The Harley recall says the bags could fall off because of a lack of tension in the spring mount. Touring models affected are: FLHR, FLHRC, FLHX, FLHXS, FLHTCU, FLHTCU TC, FLHCUL, FLHTCUL TC, FLHTK, FLHTKL, FLTRX, FLTRXS, FLHP, FLHTP, FLHRSE, FLHXSE, FLHTKSE and FLTRUSE.
We don’t know how many incidents they’ve had, but we can vouch for the problem as we lost the left bag on the second day of our 14-day New Zealand tour on a Road King. Luckily our passports and other important items weren’t in that bag.
Owners should contact their nearest Harley-Davidson dealer to confirm whether their motorcycle is affected and to arrange for repairs to be carried out for free.
Meanwhile, KTM has recalled the 1290 Super Duke over an error in the manufacturing process that might have caused an irregularity in the plastic coating of the fuel tank overflow pipe.

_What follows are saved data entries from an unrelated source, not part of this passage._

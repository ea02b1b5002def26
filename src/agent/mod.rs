use crate::config::AgentConfig;
use crate::format;
use crate::llm::{Completion, LlmError};
use crate::mcp::{ExecError, QueryExecutor};
use crate::prompt::{PromptContext, TurnFeedback};
use crate::sql::{self, StatementKind};
use std::time::Instant;
use tracing::{debug, info, warn};

/// Terminal state of one turn's state machine.
#[derive(Debug, Clone, Copy, PartialEq, Eq)]
pub enum TurnStatus {
    Succeeded,
    ExhaustedRetries,
    Fatal,
}

/// Everything the session loop needs to report one answered question.
#[derive(Debug)]
pub struct TurnOutcome {
    pub text: String,
    pub attempts: u32,
    pub status: TurnStatus,
}

/// Drives one question through drafting, validation, execution and retry.
/// Owns no state across turns beyond the immutable schema text.
pub struct Agent {
    llm: Box<dyn Completion>,
    executor: Box<dyn QueryExecutor>,
    schema_text: String,
    config: AgentConfig,
}

impl Agent {
    pub fn new(
        llm: Box<dyn Completion>,
        executor: Box<dyn QueryExecutor>,
        schema_text: String,
        config: AgentConfig,
    ) -> Self {
        Self {
            llm,
            executor,
            schema_text,
            config,
        }
    }

    /// Resolve one question. Retryable failures (rejected statements, SQL
    /// errors) are fed back to the model up to `max_attempts` drafting
    /// rounds; infrastructure failures end the turn immediately.
    pub async fn run_turn(&mut self, question: &str) -> TurnOutcome {
        let started = Instant::now();
        let mut prior_error: Option<TurnFeedback> = None;
        let mut attempt: u32 = 1;

        loop {
            let context = PromptContext::new(
                &self.schema_text,
                question,
                prior_error.clone(),
                attempt,
                self.config.row_limit_hint,
            );
            let prompt = context.render();
            debug!("Prompt for attempt {}: {}", context.attempt, prompt);
            self.echo(&format!(
                "--- prompt (attempt {}) ---\n{}",
                context.attempt, prompt
            ));

            let raw = match self.llm.complete(&prompt).await {
                Ok(raw) => raw,
                Err(LlmError::ConnectionError(msg)) => {
                    return self.finish(
                        TurnOutcome {
                            text: format!("The language model is unreachable: {}", msg),
                            attempts: attempt,
                            status: TurnStatus::Fatal,
                        },
                        started,
                    );
                }
                Err(e) => {
                    return self.finish(
                        TurnOutcome {
                            text: format!("The language model failed: {}", e),
                            attempts: attempt,
                            status: TurnStatus::Fatal,
                        },
                        started,
                    );
                }
            };

            self.echo(&format!("--- raw model output ---\n{}", raw));

            let candidate = sql::extract(&raw);
            debug!("Extracted candidate ({:?}): {}", candidate.kind, candidate.sql);

            let feedback = match candidate.kind {
                StatementKind::Select => {
                    self.echo(&format!("Executing: {}", candidate.sql));
                    match self.executor.run_query(&candidate.sql).await {
                        Ok(result) => {
                            info!(
                                "Query succeeded on attempt {} with {} rows",
                                attempt,
                                result.rows.len()
                            );
                            return self.finish(
                                TurnOutcome {
                                    text: format::render(&result, self.config.display_threshold),
                                    attempts: attempt,
                                    status: TurnStatus::Succeeded,
                                },
                                started,
                            );
                        }
                        Err(ExecError::Sql(message)) => {
                            warn!("Statement rejected by database: {}", message);
                            TurnFeedback::new(Some(candidate.sql), message)
                        }
                        Err(ExecError::Protocol(message)) => {
                            return self.finish(
                                TurnOutcome {
                                    text: format!("The tool server failed: {}", message),
                                    attempts: attempt,
                                    status: TurnStatus::Fatal,
                                },
                                started,
                            );
                        }
                    }
                }
                // Never reaches the tool server; the rejection is fed back
                // to the model like any other error.
                StatementKind::Disallowed => {
                    warn!("Disallowed statement blocked: {}", candidate.sql);
                    TurnFeedback::new(
                        Some(candidate.sql),
                        "Only a single read-only SELECT (or WITH) statement is allowed.",
                    )
                }
                StatementKind::Unparseable => {
                    warn!("Model response contained no recognizable SQL");
                    TurnFeedback::new(
                        None,
                        "The response did not contain a SQL statement. Return exactly one SELECT query and nothing else.",
                    )
                }
            };

            if attempt >= self.config.max_attempts {
                return self.finish(
                    TurnOutcome {
                        text: format!(
                            "I couldn't answer that after {} attempts. Last error: {}",
                            attempt, feedback.message
                        ),
                        attempts: attempt,
                        status: TurnStatus::ExhaustedRetries,
                    },
                    started,
                );
            }

            prior_error = Some(feedback);
            attempt += 1;
        }
    }

    fn finish(&self, outcome: TurnOutcome, started: Instant) -> TurnOutcome {
        self.echo(&format!(
            "Processed in {:.2}s over {} attempt(s)",
            started.elapsed().as_secs_f64(),
            outcome.attempts
        ));
        outcome
    }

    fn echo(&self, text: &str) {
        if self.config.verbose {
            println!("{}", text);
        }
    }
}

In certain conditions, these pipes might rupture and cause fuel to leak.
The recall notice says riders could be exposed to hazardous fumes and run the risk of the bike catching fire even in the absence of open fire sources.

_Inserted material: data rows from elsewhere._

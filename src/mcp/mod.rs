use crate::config::ToolServerConfig;
use async_trait::async_trait;
use serde::{Deserialize, Serialize};
use serde_json::{json, Value};
use std::error::Error;
use std::fmt;
use std::process::Stdio;
use std::time::Duration;
use tokio::io::{AsyncBufReadExt, AsyncWriteExt, BufReader, Lines};
use tokio::process::{Child, ChildStdin, ChildStdout, Command};
use tokio::time::timeout;
use tracing::{debug, info, warn};

#[derive(Debug)]
pub enum ExecError {
    /// The database rejected the statement; the message is fed back to the
    /// model for another drafting round.
    Sql(String),
    /// The tool server is unreachable or broke the protocol. Not retryable.
    Protocol(String),
}

impl fmt::Display for ExecError {
    fn fmt(&self, f: &mut fmt::Formatter<'_>) -> fmt::Result {
        match self {
            ExecError::Sql(msg) => write!(f, "SQL error: {}", msg),
            ExecError::Protocol(msg) => write!(f, "Tool server error: {}", msg),
        }
    }
}

impl Error for ExecError {}

/// Tabular result of one executed statement: ordered columns, ordered rows.
#[derive(Debug, Clone, PartialEq)]
pub struct QueryResult {
    pub columns: Vec<String>,
    pub rows: Vec<Vec<Value>>,
}

/// The one capability the agent needs from the tool server: run a single
/// statement, get rows or an error back.
#[async_trait]
pub trait QueryExecutor: Send {
    async fn run_query(&mut self, sql: &str) -> Result<QueryResult, ExecError>;
}

#[derive(Debug, Serialize)]
struct JsonRpcRequest {
    jsonrpc: String,
    method: String,
    #[serde(skip_serializing_if = "Option::is_none")]
    params: Option<Value>,
    #[serde(skip_serializing_if = "Option::is_none")]
    id: Option<Value>,
}

#[derive(Debug, Deserialize)]
struct JsonRpcResponse {
    result: Option<Value>,
    error: Option<JsonRpcError>,
    id: Option<Value>,
}

#[derive(Debug, Deserialize)]
struct JsonRpcError {
    code: i64,
    message: String,
}

/// JSON-RPC 2.0 client for an MCP tool server spoken to over the child
/// process's stdio, one message per line. The child is killed when the
/// client is dropped, so no exit path can leak the connection.
pub struct ToolServerClient {
    // Held so the server lives exactly as long as the client; kill_on_drop
    // reaps it on any exit path.
    _child: Child,
    stdin: ChildStdin,
    stdout: Lines<BufReader<ChildStdout>>,
    next_id: u64,
    timeout: Duration,
}

impl ToolServerClient {
    /// Spawn the configured server command and run the initialize handshake.
    pub async fn connect(config: &ToolServerConfig) -> Result<Self, ExecError> {
        info!(
            "Starting tool server: {} {}",
            config.command,
            config.args.join(" ")
        );

        let mut child = Command::new(&config.command)
            .args(&config.args)
            .stdin(Stdio::piped())
            .stdout(Stdio::piped())
            .stderr(Stdio::null())
            .kill_on_drop(true)
            .spawn()
            .map_err(|e| {
                ExecError::Protocol(format!("failed to start {}: {}", config.command, e))
            })?;

        let stdin = child
            .stdin
            .take()
            .ok_or_else(|| ExecError::Protocol("tool server stdin unavailable".to_string()))?;
        let stdout = child
            .stdout
            .take()
            .ok_or_else(|| ExecError::Protocol("tool server stdout unavailable".to_string()))?;

        let mut client = Self {
            _child: child,
            stdin,
            stdout: BufReader::new(stdout).lines(),
            next_id: 0,
            timeout: Duration::from_secs(config.timeout_secs),
        };

        client.initialize().await?;
        Ok(client)
    }

    async fn initialize(&mut self) -> Result<(), ExecError> {
        let reply = self
            .request(
                "initialize",
                json!({
                    "protocolVersion": "2024-11-05",
                    "capabilities": {},
                    "clientInfo": {
                        "name": env!("CARGO_PKG_NAME"),
                        "version": env!("CARGO_PKG_VERSION"),
                    },
                }),
            )
            .await?
            .map_err(|msg| ExecError::Protocol(format!("initialize rejected: {}", msg)))?;
        debug!("Tool server initialize result: {}", reply);

        self.notify("notifications/initialized", json!({})).await?;

        // Surface what the server offers; useful when the configured command
        // points at the wrong server.
        match self.request("tools/list", json!({})).await? {
            Ok(result) => {
                let names: Vec<String> = result
                    .get("tools")
                    .and_then(|t| t.as_array())
                    .map(|tools| {
                        tools
                            .iter()
                            .filter_map(|t| t.get("name").and_then(|n| n.as_str()))
                            .map(str::to_string)
                            .collect()
                    })
                    .unwrap_or_default();
                info!("Connected to tool server, available tools: {:?}", names);
            }
            Err(msg) => warn!("tools/list failed: {}", msg),
        }

        Ok(())
    }

    /// Send a request and wait for the matching response, bounded by the
    /// configured timeout. The outer error is transport failure; the inner
    /// one is a JSON-RPC error returned by the server.
    async fn request(
        &mut self,
        method: &str,
        params: Value,
    ) -> Result<Result<Value, String>, ExecError> {
        self.next_id += 1;
        let id = self.next_id;

        let request = JsonRpcRequest {
            jsonrpc: "2.0".to_string(),
            method: method.to_string(),
            params: Some(params),
            id: Some(json!(id)),
        };
        let line = serde_json::to_string(&request)
            .map_err(|e| ExecError::Protocol(format!("failed to encode request: {}", e)))?;

        let deadline = self.timeout;
        timeout(deadline, self.send_and_wait(line, id))
            .await
            .map_err(|_| {
                ExecError::Protocol(format!(
                    "tool server did not answer within {}s",
                    deadline.as_secs()
                ))
            })?
    }

    async fn send_and_wait(
        &mut self,
        line: String,
        id: u64,
    ) -> Result<Result<Value, String>, ExecError> {
        self.write_line(&line).await?;

        loop {
            let line = self
                .stdout
                .next_line()
                .await
                .map_err(|e| ExecError::Protocol(format!("failed to read from tool server: {}", e)))?
                .ok_or_else(|| ExecError::Protocol("tool server closed its stdout".to_string()))?;

            if line.trim().is_empty() {
                continue;
            }

            let response: JsonRpcResponse = match serde_json::from_str(&line) {
                Ok(r) => r,
                Err(e) => {
                    warn!("Skipping unparseable line from tool server: {}", e);
                    continue;
                }
            };

            // Server-initiated notifications and stale responses are not for
            // us; keep reading until our id comes back.
            if response.id.as_ref().and_then(Value::as_u64) != Some(id) {
                debug!("Ignoring tool server message with id {:?}", response.id);
                continue;
            }

            if let Some(error) = response.error {
                return Ok(Err(format!("{} (code {})", error.message, error.code)));
            }

            return Ok(Ok(response.result.unwrap_or(Value::Null)));
        }
    }

    async fn notify(&mut self, method: &str, params: Value) -> Result<(), ExecError> {
        let request = JsonRpcRequest {
            jsonrpc: "2.0".to_string(),
            method: method.to_string(),
            params: Some(params),
            id: None,
        };
        let line = serde_json::to_string(&request)
            .map_err(|e| ExecError::Protocol(format!("failed to encode notification: {}", e)))?;
        self.write_line(&line).await
    }

    async fn write_line(&mut self, line: &str) -> Result<(), ExecError> {
        self.stdin
            .write_all(line.as_bytes())
            .await
            .map_err(|e| ExecError::Protocol(format!("failed to write to tool server: {}", e)))?;
        self.stdin
            .write_all(b"\n")
            .await
            .map_err(|e| ExecError::Protocol(format!("failed to write to tool server: {}", e)))?;
        self.stdin
            .flush()
            .await
            .map_err(|e| ExecError::Protocol(format!("failed to flush tool server stdin: {}", e)))
    }
}

#[async_trait]
impl QueryExecutor for ToolServerClient {
    async fn run_query(&mut self, sql: &str) -> Result<QueryResult, ExecError> {
        debug!("Executing through tool server: {}", sql);

        let reply = self
            .request(
                "tools/call",
                json!({ "name": "query", "arguments": { "sql": sql } }),
            )
            .await?;

        match reply {
            Ok(result) => parse_tool_result(&result),
            // The server answered; a JSON-RPC error here is its verdict on
            // the statement, so it goes back to the model.
            Err(message) => Err(ExecError::Sql(message)),
        }
    }
}

/// Decode an MCP tool result into a tabular QueryResult. The payload is a
/// content block whose text is JSON: an array of row objects, an object
/// with an "error" field, or a bare value for scalar results.
fn parse_tool_result(result: &Value) -> Result<QueryResult, ExecError> {
    let is_error = result
        .get("isError")
        .and_then(Value::as_bool)
        .unwrap_or(false);

    let text = result
        .get("content")
        .and_then(|c| c.as_array())
        .and_then(|blocks| blocks.first())
        .and_then(|block| block.get("text"))
        .and_then(Value::as_str)
        .ok_or_else(|| ExecError::Protocol("tool result carried no text content".to_string()))?;

    let data: Value = match serde_json::from_str(text) {
        Ok(v) => v,
        Err(_) if is_error => return Err(ExecError::Sql(text.trim().to_string())),
        Err(e) => {
            return Err(ExecError::Protocol(format!(
                "unexpected tool result payload: {}",
                e
            )))
        }
    };

    if let Some(message) = error_message(&data) {
        return Err(ExecError::Sql(message));
    }
    if is_error {
        return Err(ExecError::Sql(text.trim().to_string()));
    }

    match data {
        Value::Array(items) => Ok(rows_from_items(items)),
        Value::Null => Ok(QueryResult {
            columns: Vec::new(),
            rows: Vec::new(),
        }),
        other => Ok(rows_from_items(vec![other])),
    }
}

fn error_message(data: &Value) -> Option<String> {
    let error = data.get("error")?;
    match error {
        Value::String(msg) => Some(msg.clone()),
        other => other
            .get("message")
            .and_then(Value::as_str)
            .map(str::to_string)
            .or_else(|| Some(other.to_string())),
    }
}

/// Column order comes from the first row object; later rows may miss keys
/// and get nulls. Non-object rows become a single "value" column.
fn rows_from_items(items: Vec<Value>) -> QueryResult {
    let columns: Vec<String> = match items.first() {
        Some(Value::Object(first)) => first.keys().cloned().collect(),
        Some(_) => vec!["value".to_string()],
        None => Vec::new(),
    };

    let rows = items
        .into_iter()
        .map(|item| match item {
            Value::Object(mut obj) => columns
                .iter()
                .map(|col| obj.remove(col).unwrap_or(Value::Null))
                .collect(),
            other => vec![other],
        })
        .collect();

    QueryResult { columns, rows }
}

#[cfg(test)]
mod tests {
    use super::*;

    fn tool_result(text: &str, is_error: bool) -> Value {
        json!({
            "content": [{ "type": "text", "text": text }],
            "isError": is_error,
        })
    }

    #[test]
    fn parses_row_objects_in_order() {
        let payload = r#"[{"first_name":"Ada","last_name":"Lovelace"},{"first_name":"Alan","last_name":"Turing"}]"#;
        let result = parse_tool_result(&tool_result(payload, false)).unwrap();
        assert_eq!(result.columns, vec!["first_name", "last_name"]);
        assert_eq!(result.rows.len(), 2);
        assert_eq!(result.rows[0][0], json!("Ada"));
        assert_eq!(result.rows[1][1], json!("Turing"));
    }

    #[test]
    fn parses_scalar_result_as_single_row() {
        let result = parse_tool_result(&tool_result("42", false)).unwrap();
        assert_eq!(result.columns, vec!["value"]);
        assert_eq!(result.rows, vec![vec![json!(42)]]);
    }

    #[test]
    fn empty_array_is_an_empty_result() {
        let result = parse_tool_result(&tool_result("[]", false)).unwrap();
        assert!(result.columns.is_empty());
        assert!(result.rows.is_empty());
    }

    #[test]
    fn error_object_surfaces_as_sql_error() {
        let payload = r#"{"error":"column \"nam\" does not exist"}"#;
        let err = parse_tool_result(&tool_result(payload, false)).unwrap_err();
        match err {
            ExecError::Sql(msg) => assert!(msg.contains("does not exist")),
            other => panic!("expected Sql error, got {:?}", other),
        }
    }

    #[test]
    fn is_error_flag_with_plain_text_surfaces_as_sql_error() {
        let err = parse_tool_result(&tool_result("syntax error at or near \"FORM\"", true))
            .unwrap_err();
        assert!(matches!(err, ExecError::Sql(_)));
    }

    #[test]
    fn missing_content_is_a_protocol_error() {
        let err = parse_tool_result(&json!({ "isError": false })).unwrap_err();
        assert!(matches!(err, ExecError::Protocol(_)));
    }

    #[test]
    fn rows_with_missing_keys_get_nulls() {
        let payload = r#"[{"code":"CS201","title":"Algorithms"},{"code":"MATH101"}]"#;
        let result = parse_tool_result(&tool_result(payload, false)).unwrap();
        assert_eq!(result.rows[1], vec![json!("MATH101"), Value::Null]);
    }

    #[test]
    fn decodes_json_rpc_error_response() {
        let line = r#"{"jsonrpc":"2.0","error":{"code":-32601,"message":"Method not found"},"id":7}"#;
        let response: JsonRpcResponse = serde_json::from_str(line).unwrap();
        assert_eq!(response.id.as_ref().and_then(Value::as_u64), Some(7));
        assert_eq!(response.error.unwrap().code, -32601);
    }
}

Owners should be receiving a letter from KTM advising them not to ride the bike, but contact their authorised KTM dealer to arrange an inspection and possible repairs at no cost.
No incidents or injuries have been reported so far.
This follows recalls in March for the KTM 690 Enduro R and 690 SMC R for ABS faults reading to brake pressure loss, and the 2014/15 690 SMC R for incorrect spacers on the front wheel which could lead to brake failure.
In the first half of 2015, there have been 20 motorcycle recalls in Australia, one ATV recall and one for Ohlins rear shocks that are used on several manufacturers’ bikes.
The most recalls were for Yamaha (4), then KTM (3), Honda and Harley-Davidson (2) and one recall each from BMW, BRP, Indian, Kawasaki, Suzuki, Triumph and Victory.